ÖH kritisiert Verordnung zur Vorlage eines Gesundheitszeugnisses

Massive Schäden für studentische Austauschprogramme erwartet

Wien (OTS) - Die Österreichische HochschülerInnenschaft (ÖH) kritisiert die heute von Sozialminister Haupt erlassene Verordnung, wonach AusländerInnen, die sich länger als sechs Monate in Österreich aufhalten, ein umfangreiches Gesundheitszeugnis vorweisen müssen. Die entsprechenden Untersuchungen können bis zu 500 Euro kosten und sind zum überwiegenden Teil aus medizinischer Sicht nicht nachvollziehbar. Die ÖH erwartet aufgrund der Verordnung massive Auswirkungen auf studentische Austauschprogramme.

"Sogar für einen medizinischen Laien ist es nachvollziehbar, dass die Erstellung des Gesundheitszeugnisses in dieser Form eine sinnlose Schikane ist", so ÖH-Vorsitzende Andrea Mautz. "Es passt nicht zusammen, dass die Erstellung des Zeugnisses 90 Tage dauern kann, einige der darin ermittelten Krankheiten jedoch eine Inkubationszeit von nur wenigen Tagen haben." Zusammenhängend mit den von ausländischen Studierenden zu entrichtenden doppelten Studiengebühren erkennt Mautz außerdem in den Kosten einer derartigen Untersuchung eine weitere Hürde für AusländerInnen, die in Österreich studieren wollen.

Die zweite Frau im ÖH-Vorsitzteam, Anita Weinberger, sieht als Folge der Verordnung die universitären Austauschprogramme gefährdet:
"Diese Verordnung wird zweifellos dazu führen, dass weniger Ausländerinnen und Ausländer die angebotenen Austauschprogramme wahrnehmen.
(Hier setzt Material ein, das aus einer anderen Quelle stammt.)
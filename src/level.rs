//! Procedural level generation and the grid-to-entity build step.
//!
//! Generation consumes the RNG in a fixed row-major scan, so the same seed
//! always yields the same grid.

use rand::Rng;

use crate::config::{Config, LevelConfig};
use crate::enemy;
use crate::entities::{Body, Cell, Enemy, Item, ItemKind, Platform, PlatformKind, TileGrid};

/// Everything a level build produces from a grid.
#[derive(Clone, Debug, Default)]
pub struct LevelEntities {
    pub platforms: Vec<Platform>,
    pub enemies: Vec<Enemy>,
    pub items: Vec<Item>,
}

/// Grid width for a level; later levels are longer.
pub fn columns_for(level_number: u32, level: &LevelConfig) -> usize {
    level.base_width + level_number as usize * level.width_step
}

/// Generate a `width` x `height` grid.
///
/// The bottom row is floor. Every other cell draws, in order, a pipe, an enemy
/// spawn, a mushroom and a star, each with a fresh roll; the first success
/// wins and a cell with no success stays empty. Finally the last column of the
/// bottom `flag_rows` rows becomes the flag.
pub fn generate(width: usize, height: usize, level: &LevelConfig, rng: &mut impl Rng) -> TileGrid {
    assert!(width > 0 && height > 0, "level grid must be non-empty");

    let mut grid = TileGrid::empty(width, height);
    for row in 0..height {
        for col in 0..width {
            let cell = if row == height - 1 {
                Cell::Wall
            } else {
                roll_cell(level, rng)
            };
            grid.set(col, row, cell);
        }
    }

    for row in height.saturating_sub(level.flag_rows)..height {
        grid.set(width - 1, row, Cell::Flag);
    }
    grid
}

fn roll_cell(level: &LevelConfig, rng: &mut impl Rng) -> Cell {
    let table = [
        (level.pipe_chance, Cell::Pipe),
        (level.enemy_chance, Cell::EnemySpawn),
        (level.mushroom_chance, Cell::MushroomSpawn),
        (level.star_chance, Cell::StarSpawn),
    ];
    table
        .into_iter()
        .find(|&(chance, _)| rng.gen::<f64>() < chance)
        .map(|(_, cell)| cell)
        .unwrap_or(Cell::Empty)
}

/// Instantiate one entity per non-empty cell at `(col * tile, row * tile)`.
pub fn build(grid: &TileGrid, config: &Config) -> LevelEntities {
    let tile = config.level.tile_size;
    let mut out = LevelEntities::default();

    for (col, row, cell) in grid.iter() {
        let x = col as f32 * tile;
        let y = row as f32 * tile;
        let platform = |kind| Platform {
            body: Body::at(x, y, tile, tile),
            kind,
        };
        let item = |kind| Item {
            body: Body::at(x, y, tile, tile),
            kind,
        };
        match cell {
            Cell::Empty => {}
            Cell::Wall => out.platforms.push(platform(PlatformKind::Brick)),
            Cell::Pipe => out.platforms.push(platform(PlatformKind::Pipe)),
            Cell::Flag => out.platforms.push(platform(PlatformKind::Flag)),
            Cell::EnemySpawn => out.enemies.push(enemy::spawn(x, y, config)),
            Cell::MushroomSpawn => out.items.push(item(ItemKind::Mushroom)),
            Cell::StarSpawn => out.items.push(item(ItemKind::Star)),
        }
    }

    assert!(!out.platforms.is_empty(), "level has no platforms");
    out
}
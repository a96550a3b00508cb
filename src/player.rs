//! Player input, motion and the size/invincibility state machine.

use crate::config::Config;
use crate::entities::{Body, InputSnapshot, ItemKind, Platform, PlayerState, SizeState};
use crate::physics;

/// Outcome of an enemy hit that was not a stomp.
#[derive(Clone, Copy, Debug, PartialEq, Eq)]
pub enum Damage {
    /// Already invincible; nothing happened.
    Ignored,
    /// Shrank from big to small and gained mercy invincibility.
    Shrunk,
    /// Small and vulnerable: the run is over.
    Fatal,
}

/// A small, vulnerable player with no score at the configured spawn point.
pub fn spawn(config: &Config) -> PlayerState {
    let p = &config.player;
    PlayerState {
        body: Body::at(p.spawn_x, p.spawn_y, p.width, p.small_height),
        is_jumping: false,
        size: SizeState::Small,
        invincible_timer: 0,
        score: 0,
    }
}

/// Turn held keys into velocity. Returns `true` if a jump started.
pub fn apply_input(player: &mut PlayerState, input: &InputSnapshot, config: &Config) -> bool {
    let speed = config.physics.player_speed;
    player.body.vx = 0.0;
    if input.left {
        player.body.vx = -speed;
    }
    if input.right {
        player.body.vx = speed;
    }

    if input.jump && !player.is_jumping {
        player.body.vy = config.physics.jump_force;
        player.is_jumping = true;
        return true;
    }
    false
}

/// Run both collision phases, keep the player inside the level horizontally,
/// then count down invincibility.
pub fn step(player: &mut PlayerState, platforms: &[Platform], level_width: f32, config: &Config) {
    let contact = physics::vertical_phase(&mut player.body, config.physics.gravity, platforms);
    if contact.landed {
        player.is_jumping = false;
    }

    physics::horizontal_phase(&mut player.body, platforms);
    let max_x = (level_width - player.body.w).max(0.0);
    player.body.x = player.body.x.clamp(0.0, max_x);

    tick_invincibility(player);
}

/// One frame of invincibility countdown. Reaching zero ends it immediately.
pub fn tick_invincibility(player: &mut PlayerState) {
    player.invincible_timer = player.invincible_timer.saturating_sub(1);
}

pub fn apply_power_up(player: &mut PlayerState, kind: ItemKind, config: &Config) {
    match kind {
        ItemKind::Mushroom => {
            resize(player, SizeState::Big, config);
            player.score = player.score.saturating_add(config.player.mushroom_score);
        }
        ItemKind::Star => {
            player.invincible_timer = config.star_frames();
            player.score = player.score.saturating_add(config.player.star_score);
        }
    }
    tracing::debug!(?kind, score = player.score, "power-up collected");
}

/// Side or bottom contact with an enemy.
pub fn take_damage(player: &mut PlayerState, config: &Config) -> Damage {
    if player.is_invincible() {
        return Damage::Ignored;
    }
    match player.size {
        SizeState::Big => {
            resize(player, SizeState::Small, config);
            player.invincible_timer = config.mercy_frames();
            tracing::debug!("player shrank");
            Damage::Shrunk
        }
        SizeState::Small => Damage::Fatal,
    }
}

/// Change size keeping the bottom edge where it is.
pub fn resize(player: &mut PlayerState, size: SizeState, config: &Config) {
    let height = match size {
        SizeState::Small => config.player.small_height,
        SizeState::Big => config.player.big_height,
    };
    let bottom = player.body.bottom();
    player.body.h = height;
    player.body.y = bottom - height;
    player.size = size;
}
use std::process::ExitCode;

use clap::{Parser, Subcommand};

mod commands;
mod config;
mod input;
mod json_types;

#[derive(Parser, Debug)]
#[command(
    name = "polyrec",
    version,
    about = "Recover polynomial coefficients from base-encoded log samples"
)]
struct Cli {
    #[command(subcommand)]
    command: Command,
}

#[derive(Subcommand, Debug)]
enum Command {
    /// Fit a polynomial to the samples in a testcase file
    Fit(commands::fit::FitArgs),

    /// JSON output variant of fit, for scripting
    #[command(name = "fit-json", hide = true)]
    FitJson(commands::fit_json::FitJsonArgs),
}

fn main() -> ExitCode {
    let _ = tracing_subscriber::fmt()
        .with_env_filter(tracing_subscriber::EnvFilter::from_default_env())
        .try_init();

    let cli = Cli::parse();
    match cli.command {
        Command::Fit(args) => match commands::fit::run(&args) {
            Ok(()) => ExitCode::SUCCESS,
            Err(e) => {
                eprintln!("Error: {e:#}");
                ExitCode::FAILURE
            }
        },
        Command::FitJson(args) => {
            commands::fit_json::run(args);
            ExitCode::SUCCESS
        }
    }
}
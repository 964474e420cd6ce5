use polyrec_math::MathError;
use thiserror::Error;

#[derive(Error, Debug, Clone, PartialEq)]
pub enum EngineError {
    #[error("Sample {index}: {source}")]
    Sample {
        index: usize,
        #[source]
        source: MathError,
    },
    #[error("Solve failed: {0}")]
    Solve(#[from] MathError),
    #[error("Not enough samples: need {required}, have {available}")]
    InsufficientSamples { required: usize, available: usize },
}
Es besteht die Gefahr, dass als Folge die dafür zur Verfügung stehenden Kontingente gekürzt werden. Dadurch werden auch weniger österreichische Studierende die Möglichkeit haben, in anderen Ländern studieren zu können." Bereits vergangene Woche haben universitäre Austauschorganisationen auf diese Folgen hingewiesen. Ihre Einwürfe blieben jedoch unberücksichtigt.